Today’s tip is to step outside your comfort zone and try different wines than the standards you serve with particular foods.
If you drink wine often, you no doubt have a favorite to drink with your favorite foods, from snacks to mains to desserts.
What happens if you step out of your comfort zone? You may discover grape varietals you haven’t had before, and pairings that you like even better.
While it’s common wisdom that the wines of a particular region pair best with the foods of that region, don’t let that impede your decisions. The most important pairing is with the food and its preparation (light or heavy, herbal or spicy, etc.).
Entire books have been written on the topic, but here’s a brief overview from DiscoverCaliforniaWines.com. You can search online for recommendations, or ask your wine store clerk: an invaluable source of information and recommendations.
If you’re not familiar with the grape varietal, look it up. Wines in France, Italy and elsewhere are often named for their region of production, not for the varietal labeling of Australia, New Zealand, South Africa and the U.S.

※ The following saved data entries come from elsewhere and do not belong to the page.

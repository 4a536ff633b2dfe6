pub mod jobs;
pub mod scheduler;

pub use scheduler::{CronScheduler, CronSettings};
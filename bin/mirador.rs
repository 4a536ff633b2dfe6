use std::net::SocketAddr;
use std::sync::Arc;

use anyhow::Context;
use jemallocator::Jemalloc;
use log::{error, info, LevelFilter};
use simple_logger::SimpleLogger;
use tokio_util::sync::CancellationToken;

#[global_allocator]
static GLOBAL: Jemalloc = Jemalloc;

use mirador::{http, CronScheduler, CronSettings, Database, Settings};

#[tokio::main()]
async fn main() -> anyhow::Result<()> {
    SimpleLogger::new()
        .with_level(LevelFilter::Info)
        .init()
        .unwrap();

    // Load configuration
    let settings = Arc::new(
        Settings::new()
            .context("Failed to load config.yaml. Please ensure it exists and is valid")?,
    );

    let cancellation_token = CancellationToken::new();

    let db = Arc::new(
        Database::new(settings.clone())
            .await
            .context("Failed to initialize database connection")?,
    );

    run_service(settings, db, cancellation_token).await
}

async fn run_service(
    settings: Arc<Settings>,
    db: Arc<Database>,
    cancellation_token: CancellationToken,
) -> anyhow::Result<()> {
    // Spawn the HTTP report API
    let ctx = http::AppContext::new(db.clone(), settings.clone());
    let addr: SocketAddr = format!("{}:{}", settings.http.host, settings.http.port)
        .parse()
        .context("Invalid HTTP bind address")?;

    let http_token = cancellation_token.child_token();
    let (bound_addr, server) = warp::serve(http::routes(ctx))
        .bind_with_graceful_shutdown(addr, async move {
            http_token.cancelled().await;
        });
    let http_handle = tokio::spawn(server);

    info!("Report API listening on {}", bound_addr);

    // Create and spawn cron scheduler for background jobs
    // (building and area snapshot recomputation)
    let cron_scheduler = CronScheduler::new(
        db.clone(),
        Arc::new(settings.market.clone()),
        CronSettings::default(),
    );

    let cron_token = cancellation_token.child_token();
    let cron_handle = tokio::spawn(async move {
        if let Err(e) = cron_scheduler.run(cron_token).await {
            error!("Cron scheduler failed: {:#}", e);
        }
    });

    info!("Cron scheduler started - snapshot jobs will run periodically");

    #[cfg(unix)]
    let mut sigterm_stream = {
        use tokio::signal::unix::{signal, SignalKind};
        signal(SignalKind::terminate()).context("Failed to install SIGTERM handler")?
    };

    // Set up graceful shutdown signal handler
    info!("Service running. Press Ctrl+C to stop.");

    #[cfg(unix)]
    {
        tokio::select! {
            _ = tokio::signal::ctrl_c() => {
                info!("Received shutdown signal (Ctrl+C), exiting gracefully...");
            },
            _ = sigterm_stream.recv() => {
                info!("Received SIGTERM, exiting gracefully...");
            },
        };
    }

    #[cfg(not(unix))]
    {
        tokio::select! {
            _ = tokio::signal::ctrl_c() => {
                info!("Received shutdown signal (Ctrl+C), exiting gracefully...");
            },
        };
    }

    // Cancel all running tasks
    info!("Finishing all tasks...");

    cancellation_token.cancel();

    // Wait for the HTTP server to drain
    info!("Waiting for report API to stop...");
    let _ = http_handle.await;

    // Wait for cron scheduler to stop
    info!("Waiting for cron scheduler to stop...");
    let _ = cron_handle.await;

    info!("All tasks stopped");
    Ok(())
}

In France, you’ll find bottles of Red Burgundy and Sauternes—the regions rather than the grapes Pinot Noir and Semillon.
In Italy, you’ll find a mixed system: Brunello di Montalcino instead of Sangiovese (which is also the main grape in Chianti), Barolo and Barbaresco instead of Nebbiolo; but with Pinot Grigio, it’s the name of the grape.
It gets much more complicated than this, involving history, law and other factors. But let’s get on to the wines.
WINE & FOOD PAIRINGS FROM A TO Z
Some are red wines (R), some are white wines (W), and some are both (R&W).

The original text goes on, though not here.